* Exercise description *
Scan the following data for lines with "false" and state how many there are, as a number only.

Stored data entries
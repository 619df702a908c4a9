use anyhow::Result;
use renderer::{run_window, WindowOptions, DEFAULT_VIEWPORT};
use shaders::{Origin, ShaderRegistry};
use tracing_subscriber::EnvFilter;

use crate::bootstrap::{bootstrap, build_registry, parse_surface_size};
use crate::cli::RunArgs;
use crate::paths::AppPaths;
use crate::state::AppState;

pub fn run(args: RunArgs) -> Result<()> {
    let paths = AppPaths::discover()?;
    let registry = build_registry(&args, &paths)?;

    if args.list_shaders {
        print_shaders(&registry);
        return Ok(());
    }

    let startup = bootstrap(&args, &paths);
    let viewport = args
        .size
        .as_deref()
        .map(parse_surface_size)
        .transpose()?
        .unwrap_or(DEFAULT_VIEWPORT);
    tracing::debug!(
        config = %paths.config_dir().display(),
        state = %startup.state_file.display(),
        shaders = registry.len(),
        "resolved quadview paths"
    );
    tracing::info!(
        shader = startup.config.shader_or_default(),
        hd = startup.config.high_definition,
        start = startup.config.auto_start,
        source = ?startup.source,
        width = viewport.0,
        height = viewport.1,
        "launching viewer"
    );

    let state_file = startup.state_file.clone();
    let mut state = startup.state.clone();
    let persist = !args.no_persist;
    run_window(
        startup.config,
        registry,
        WindowOptions::new(viewport),
        move |options: &str| {
            if !persist {
                return;
            }
            state.options = Some(options.to_string());
            if let Err(err) = state.persist(&state_file) {
                tracing::warn!(error = %format!("{err:#}"), "failed to save option string");
            } else {
                tracing::debug!(options, path = %state_file.display(), "saved option string");
            }
        },
    )
}

pub fn print_paths(args: &RunArgs) -> Result<()> {
    let paths = AppPaths::discover()?;
    let startup = bootstrap(args, &paths);
    println!("Configuration directories:");
    println!("  config:     {}", paths.config_dir().display());
    println!("  shaders:    {}", paths.shader_dir().display());
    println!("  state:      {}", startup.state_file.display());
    match &startup.state {
        AppState {
            options: Some(options),
        } => println!("Saved options: {options}"),
        AppState { options: None } => println!("Saved options: (none)"),
    }
    Ok(())
}

fn print_shaders(registry: &ShaderRegistry) {
    for (index, name) in registry.names().enumerate() {
        let origin = match registry.origin(name) {
            Some(Origin::File(path)) => path.display().to_string(),
            _ => "built-in".to_string(),
        };
        println!("{:>2}  {name:<16} {origin}", index + 1);
    }
}

pub fn initialise_tracing() {
    let filter = EnvFilter::try_from_default_env().unwrap_or_else(|_| EnvFilter::new("info"));
    tracing_subscriber::fmt()
        .with_env_filter(filter)
        .with_target(false)
        .init();
}
//! wgpu side of the viewer.
//!
//! - `context` owns instance/device/surface wiring.
//! - `pipeline` compiles a bound program into a render pipeline with a
//!   single uniform bind group sized from its declarations.
//! - `state` implements [`crate::binding::ProgramBackend`] on top of both.

mod context;
mod pipeline;
mod state;

pub use pipeline::QuadPipeline;
pub use state::GpuBackend;
//! Maps shader names to program text.
//!
//! The registry is a closed set: callers ask for a name and either receive the
//! source or a [`RegistryError::UnknownShader`] listing what is available. It
//! never substitutes a different program on its own; picking a default is the
//! caller's decision.
//!
//! Built-in fragments are compiled into the binary. `load_dir` layers a user
//! directory on top, where every `*.frag` / `*.glsl` file becomes a program
//! named after its file stem.
use std::fs;
use std::path::{Path, PathBuf};

use thiserror::Error;
use tracing::{debug, warn};

use crate::builtin;

#[derive(Debug, Error)]
pub enum RegistryError {
    #[error("unknown shader '{name}' (available: {})", .known.join(", "))]
    UnknownShader { name: String, known: Vec<String> },

    #[error("shader directory {0} does not exist")]
    MissingDirectory(PathBuf),

    #[error("failed to read shader source at {path}")]
    Io {
        path: PathBuf,
        #[source]
        source: std::io::Error,
    },
}

#[derive(Debug, Clone)]
struct Entry {
    name: String,
    source: String,
    origin: Origin,
}

/// Where a registered fragment program came from.
#[derive(Debug, Clone, PartialEq, Eq)]
pub enum Origin {
    Builtin,
    File(PathBuf),
}

#[derive(Debug, Clone)]
pub struct ShaderRegistry {
    vertex: String,
    fragments: Vec<Entry>,
}

impl ShaderRegistry {
    /// Registry holding only the vertex program; mostly useful in tests.
    pub fn empty() -> Self {
        Self {
            vertex: builtin::PROJECTION_VERTEX.to_string(),
            fragments: Vec::new(),
        }
    }

    pub fn builtin() -> Self {
        let mut registry = Self::empty();
        for (name, source) in builtin::FRAGMENTS {
            registry.insert(name, source.to_string(), Origin::Builtin);
        }
        registry
    }

    /// The projection vertex program shared by every fragment.
    pub fn vertex(&self) -> &str {
        &self.vertex
    }

    pub fn fragment(&self, name: &str) -> Result<&str, RegistryError> {
        self.fragments
            .iter()
            .find(|entry| entry.name == name)
            .map(|entry| entry.source.as_str())
            .ok_or_else(|| RegistryError::UnknownShader {
                name: name.to_string(),
                known: self.names().map(str::to_string).collect(),
            })
    }

    pub fn origin(&self, name: &str) -> Option<&Origin> {
        self.fragments
            .iter()
            .find(|entry| entry.name == name)
            .map(|entry| &entry.origin)
    }

    pub fn contains(&self, name: &str) -> bool {
        self.fragments.iter().any(|entry| entry.name == name)
    }

    /// Names in registration order.
    pub fn names(&self) -> impl Iterator<Item = &str> {
        self.fragments.iter().map(|entry| entry.name.as_str())
    }

    pub fn len(&self) -> usize {
        self.fragments.len()
    }

    pub fn is_empty(&self) -> bool {
        self.fragments.is_empty()
    }

    pub fn name_at(&self, index: usize) -> Option<&str> {
        self.fragments.get(index).map(|entry| entry.name.as_str())
    }

    /// Name registered after `current`, wrapping around.
    pub fn next_after(&self, current: &str) -> Option<&str> {
        if self.fragments.is_empty() {
            return None;
        }
        let next = self
            .fragments
            .iter()
            .position(|entry| entry.name == current)
            .map(|index| (index + 1) % self.fragments.len())
            .unwrap_or(0);
        self.name_at(next)
    }

    /// Registers (or replaces) a fragment program.
    pub fn insert(&mut self, name: &str, source: String, origin: Origin) {
        if let Some(entry) = self.fragments.iter_mut().find(|entry| entry.name == name) {
            debug!(shader = name, ?origin, "replacing registered shader");
            entry.source = source;
            entry.origin = origin;
        } else {
            self.fragments.push(Entry {
                name: name.to_string(),
                source,
                origin,
            });
        }
    }

    /// Adds every `*.frag` / `*.glsl` file in `dir`; returns the names added.
    ///
    /// Files are visited in name order so the selector is stable between runs.
    pub fn load_dir(&mut self, dir: &Path) -> Result<Vec<String>, RegistryError> {
        if !dir.is_dir() {
            return Err(RegistryError::MissingDirectory(dir.to_path_buf()));
        }

        let read_err = |source| RegistryError::Io {
            path: dir.to_path_buf(),
            source,
        };
        let mut paths = Vec::new();
        for entry in fs::read_dir(dir).map_err(read_err)? {
            let path = entry.map_err(read_err)?.path();
            if is_fragment_file(&path) {
                paths.push(path);
            }
        }
        paths.sort();

        let mut added = Vec::with_capacity(paths.len());
        for path in paths {
            let Some(name) = path.file_stem().and_then(|stem| stem.to_str()) else {
                warn!(path = %path.display(), "skipping shader with non UTF-8 name");
                continue;
            };
            let source = fs::read_to_string(&path).map_err(|source| RegistryError::Io {
                path: path.clone(),
                source,
            })?;
            let name = name.to_string();
            self.insert(&name, source, Origin::File(path.clone()));
            debug!(shader = %name, path = %path.display(), "registered shader from directory");
            added.push(name);
        }
        Ok(added)
    }
}

impl Default for ShaderRegistry {
    fn default() -> Self {
        Self::builtin()
    }
}

fn is_fragment_file(path: &Path) -> bool {
    path.is_file()
        && matches!(
            path.extension().and_then(|ext| ext.to_str()),
            Some("frag") | Some("glsl")
        )
}
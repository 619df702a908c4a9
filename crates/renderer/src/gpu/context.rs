use anyhow::{anyhow, Context as AnyhowContext, Result};
use raw_window_handle::{HasDisplayHandle, HasWindowHandle};

/// wgpu instance, device and configured surface for one window.
pub(crate) struct GpuContext {
    pub _instance: wgpu::Instance,
    pub surface: wgpu::Surface<'static>,
    pub device: wgpu::Device,
    pub queue: wgpu::Queue,
    pub config: wgpu::SurfaceConfiguration,
    pub surface_format: wgpu::TextureFormat,
}

impl GpuContext {
    /// Creates a surface for `target` sized `size`.
    ///
    /// The caller keeps `target` alive for as long as the context exists.
    pub(crate) fn new<T>(target: &T, size: (u32, u32)) -> Result<Self>
    where
        T: HasDisplayHandle + HasWindowHandle,
    {
        let instance = wgpu::Instance::new(&wgpu::InstanceDescriptor {
            backends: wgpu::Backends::all(),
            flags: wgpu::InstanceFlags::default(),
            memory_budget_thresholds: wgpu::MemoryBudgetThresholds::default(),
            backend_options: wgpu::BackendOptions::default(),
        });

        let window_handle = target
            .window_handle()
            .map_err(|err| anyhow!("failed to acquire window handle: {err}"))?;
        let display_handle = target
            .display_handle()
            .map_err(|err| anyhow!("failed to acquire display handle: {err}"))?;

        let surface = unsafe {
            instance.create_surface_unsafe(wgpu::SurfaceTargetUnsafe::RawHandle {
                raw_display_handle: display_handle.as_raw(),
                raw_window_handle: window_handle.as_raw(),
            })
        }
        .context("failed to create rendering surface")?;

        let adapter = pollster::block_on(instance.request_adapter(&wgpu::RequestAdapterOptions {
            power_preference: wgpu::PowerPreference::HighPerformance,
            compatible_surface: Some(&surface),
            force_fallback_adapter: false,
        }))
        .context("failed to find a suitable GPU adapter")?;

        let info = adapter.get_info();
        let limits = adapter.limits();
        tracing::debug!(
            name = %info.name,
            backend = ?info.backend,
            device_type = ?info.device_type,
            "selected GPU adapter"
        );

        let width = size.0.max(1);
        let height = size.1.max(1);
        let max_dimension = limits.max_texture_dimension_2d;
        if width > max_dimension || height > max_dimension {
            anyhow::bail!(
                "GPU max texture dimension is {max_dimension}, requested surface is {width}x{height}"
            );
        }

        let surface_caps = surface.get_capabilities(&adapter);
        let Some(&first_format) = surface_caps.formats.first() else {
            anyhow::bail!("surface reports no supported formats for this adapter");
        };
        // Programs write display-ready colours, so avoid an implicit sRGB encode.
        let surface_format = surface_caps
            .formats
            .iter()
            .copied()
            .find(|format| !format.is_srgb())
            .unwrap_or_else(|| {
                tracing::warn!(
                    fallback = ?first_format,
                    "no linear (non-sRGB) surface format available"
                );
                first_format
            });

        let (device, queue) = pollster::block_on(adapter.request_device(&wgpu::DeviceDescriptor {
            label: Some("quadview device"),
            required_features: wgpu::Features::empty(),
            required_limits: limits,
            memory_hints: wgpu::MemoryHints::Performance,
            trace: wgpu::Trace::default(),
        }))
        .context("failed to create GPU device")?;

        let present_mode = surface_caps
            .present_modes
            .iter()
            .copied()
            .find(|mode| *mode == wgpu::PresentMode::Fifo)
            .or_else(|| surface_caps.present_modes.first().copied())
            .unwrap_or(wgpu::PresentMode::Fifo);
        let alpha_mode = surface_caps
            .alpha_modes
            .first()
            .copied()
            .unwrap_or(wgpu::CompositeAlphaMode::Auto);
        tracing::debug!(?present_mode, ?surface_format, "configuring surface");

        let config = wgpu::SurfaceConfiguration {
            usage: wgpu::TextureUsages::RENDER_ATTACHMENT,
            format: surface_format,
            width,
            height,
            present_mode,
            alpha_mode,
            view_formats: vec![],
            desired_maximum_frame_latency: 2,
        };
        surface.configure(&device, &config);

        Ok(Self {
            _instance: instance,
            surface,
            device,
            queue,
            config,
            surface_format,
        })
    }

    /// Re-applies the surface configuration after the swapchain was lost.
    pub(crate) fn reconfigure(&self) {
        self.surface.configure(&self.device, &self.config);
    }

    pub(crate) fn size(&self) -> (u32, u32) {
        (self.config.width, self.config.height)
    }
}
use std::path::{Path, PathBuf};

use anyhow::{Context, Result};
use shaders::ShaderRegistry;
use tracing::{debug, warn};
use viewconfig::ViewerConfig;

use crate::cli::RunArgs;
use crate::paths::AppPaths;
use crate::state::AppState;

/// Where the startup option string came from.
#[derive(Debug, Clone, Copy, PartialEq, Eq)]
pub enum OptionsSource {
    CommandLine,
    StateFile,
    Empty,
}

pub struct Startup {
    pub config: ViewerConfig,
    pub source: OptionsSource,
    pub state_file: PathBuf,
    pub state: AppState,
}

pub fn parse_surface_size(spec: &str) -> Result<(u32, u32)> {
    let trimmed = spec.trim();
    let (width, height) = trimmed
        .split_once(['x', 'X', '×'])
        .ok_or_else(|| anyhow::anyhow!("expected WxH format, e.g. 1280x720"))?;

    let width: u32 = width
        .trim()
        .parse()
        .map_err(|_| anyhow::anyhow!("invalid width in size specification"))?;
    let height: u32 = height
        .trim()
        .parse()
        .map_err(|_| anyhow::anyhow!("invalid height in size specification"))?;

    if width == 0 || height == 0 {
        anyhow::bail!("surface dimensions must be greater than zero");
    }

    Ok((width, height))
}

pub fn state_file(args: &RunArgs, paths: &AppPaths) -> PathBuf {
    args.state_file
        .clone()
        .unwrap_or_else(|| paths.state_file())
}

/// Reads the saved state; an unreadable file is reported and ignored.
pub fn load_state(path: &Path) -> AppState {
    match AppState::load_or_default(path) {
        Ok(state) => state,
        Err(err) => {
            warn!(error = %format!("{err:#}"), "ignoring unreadable state file");
            AppState::default()
        }
    }
}

/// Picks the option string (command line, then saved state, then empty)
/// and parses it, logging anything that was ignored.
pub fn resolve_config(args: &RunArgs, state: &AppState) -> (ViewerConfig, OptionsSource) {
    let (raw, source) = match (&args.options, &state.options) {
        (Some(options), _) => (options.as_str(), OptionsSource::CommandLine),
        (None, Some(saved)) => (saved.as_str(), OptionsSource::StateFile),
        (None, None) => ("", OptionsSource::Empty),
    };
    let parsed = ViewerConfig::parse(raw);
    for warning in &parsed.warnings {
        warn!(%warning, "ignoring option");
    }
    debug!(options = raw, ?source, "resolved startup options");
    (parsed.config, source)
}

pub fn bootstrap(args: &RunArgs, paths: &AppPaths) -> Startup {
    let state_file = state_file(args, paths);
    let state = load_state(&state_file);
    let (config, source) = resolve_config(args, &state);
    Startup {
        config,
        source,
        state_file,
        state,
    }
}

/// Built-in programs, then the user shader directory, then `--shader-dir`.
pub fn build_registry(args: &RunArgs, paths: &AppPaths) -> Result<ShaderRegistry> {
    let mut registry = ShaderRegistry::builtin();

    let user_dir = paths.shader_dir();
    if user_dir.is_dir() {
        let loaded = registry
            .load_dir(&user_dir)
            .with_context(|| format!("failed to load shaders from {}", user_dir.display()))?;
        debug!(dir = %user_dir.display(), count = loaded.len(), "loaded user shaders");
    }

    if let Some(dir) = &args.shader_dir {
        let loaded = registry
            .load_dir(dir)
            .with_context(|| format!("failed to load shaders from {}", dir.display()))?;
        debug!(dir = %dir.display(), count = loaded.len(), "loaded shader directory");
    }

    Ok(registry)
}
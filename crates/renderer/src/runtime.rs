use std::cell::Cell;
use std::rc::Rc;
use std::time::{Duration, Instant};

/// Abstraction over where clock samples originate from.
pub trait Clock {
    /// Monotonic timestamp for "now".
    fn now(&self) -> Instant;
}

/// Clock backed by the system monotonic clock.
#[derive(Debug, Clone, Copy, Default)]
pub struct SystemClock;

impl Clock for SystemClock {
    fn now(&self) -> Instant {
        Instant::now()
    }
}

/// Hand-driven clock for deterministic frame timing.
///
/// Clones share the same reading, so a test can keep one handle and advance
/// time while the render loop owns another.
#[derive(Debug, Clone)]
pub struct ManualClock {
    now: Rc<Cell<Instant>>,
}

impl ManualClock {
    pub fn new() -> Self {
        Self::starting_at(Instant::now())
    }

    pub fn starting_at(start: Instant) -> Self {
        Self {
            now: Rc::new(Cell::new(start)),
        }
    }

    pub fn advance(&self, by: Duration) {
        self.now.set(self.now.get() + by);
    }

    pub fn advance_secs(&self, seconds: f64) {
        self.advance(Duration::from_secs_f64(seconds));
    }
}

impl Default for ManualClock {
    fn default() -> Self {
        Self::new()
    }
}

impl Clock for ManualClock {
    fn now(&self) -> Instant {
        self.now.get()
    }
}

impl<C: Clock + ?Sized> Clock for &C {
    fn now(&self) -> Instant {
        (**self).now()
    }
}

#[cfg(test)]
mod tests {
    use super::*;

    #[test]
    fn manual_clock_clones_share_time() {
        let clock = ManualClock::new();
        let handle = clock.clone();
        let start = clock.now();
        handle.advance(Duration::from_millis(250));
        assert_eq!(clock.now() - start, Duration::from_millis(250));
    }

    #[test]
    fn system_clock_is_monotonic() {
        let clock = SystemClock;
        let first = clock.now();
        let second = clock.now();
        assert!(second >= first);
    }
}
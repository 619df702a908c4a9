//! Frame scheduling primitives.
//!
//! A render loop asks its environment for "the next display refresh" by handing
//! a [`FrameTicket`] to a [`FrameScheduler`]. When the refresh arrives the
//! ticket comes back and the loop checks it against its [`FrameChain`]: a
//! ticket issued before the chain was cancelled or restarted is stale and must
//! be ignored. That check replaces explicit cancellation, which most frame
//! callbacks (`request_redraw`, vsync callbacks) do not offer.
use std::collections::VecDeque;

use tracing::trace;

/// Token handed to the scheduler; identifies the chain generation it belongs to.
#[derive(Debug, Clone, Copy, PartialEq, Eq, Hash)]
pub struct FrameTicket {
    epoch: u64,
}

impl FrameTicket {
    pub fn epoch(&self) -> u64 {
        self.epoch
    }
}

/// Environment hook that calls back once per display refresh.
pub trait FrameScheduler {
    /// Requests that `ticket` be delivered back at the next refresh.
    fn request_frame(&mut self, ticket: FrameTicket);
}

/// Guard state for one self-rescheduling callback chain.
#[derive(Debug, Clone, Default)]
pub struct FrameChain {
    epoch: u64,
    live: bool,
}

impl FrameChain {
    pub fn new() -> Self {
        Self::default()
    }

    /// Starts a new generation; tickets from earlier generations become stale.
    pub fn begin(&mut self) -> FrameTicket {
        self.epoch = self.epoch.wrapping_add(1);
        self.live = true;
        trace!(epoch = self.epoch, "frame chain started");
        FrameTicket { epoch: self.epoch }
    }

    /// Stops the chain; every outstanding ticket becomes stale.
    pub fn cancel(&mut self) {
        if self.live {
            trace!(epoch = self.epoch, "frame chain cancelled");
        }
        self.live = false;
    }

    pub fn is_live(&self) -> bool {
        self.live
    }

    /// Whether `ticket` should still run.
    pub fn accepts(&self, ticket: FrameTicket) -> bool {
        self.live && ticket.epoch == self.epoch
    }

    /// Ticket for the next link of the current generation.
    pub fn next(&self) -> Option<FrameTicket> {
        self.live.then_some(FrameTicket { epoch: self.epoch })
    }
}

/// FIFO scheduler; whoever owns the display loop drains it once per refresh.
#[derive(Debug, Default)]
pub struct FrameQueue {
    pending: VecDeque<FrameTicket>,
}

impl FrameQueue {
    pub fn new() -> Self {
        Self::default()
    }

    pub fn len(&self) -> usize {
        self.pending.len()
    }

    pub fn is_empty(&self) -> bool {
        self.pending.is_empty()
    }

    pub fn pop(&mut self) -> Option<FrameTicket> {
        self.pending.pop_front()
    }

    /// Removes every queued ticket, oldest first.
    pub fn drain(&mut self) -> Vec<FrameTicket> {
        self.pending.drain(..).collect()
    }
}

impl FrameScheduler for FrameQueue {
    fn request_frame(&mut self, ticket: FrameTicket) {
        self.pending.push_back(ticket);
    }
}

impl<S: FrameScheduler + ?Sized> FrameScheduler for &mut S {
    fn request_frame(&mut self, ticket: FrameTicket) {
        (**self).request_frame(ticket);
    }
}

* Completed exercise *
3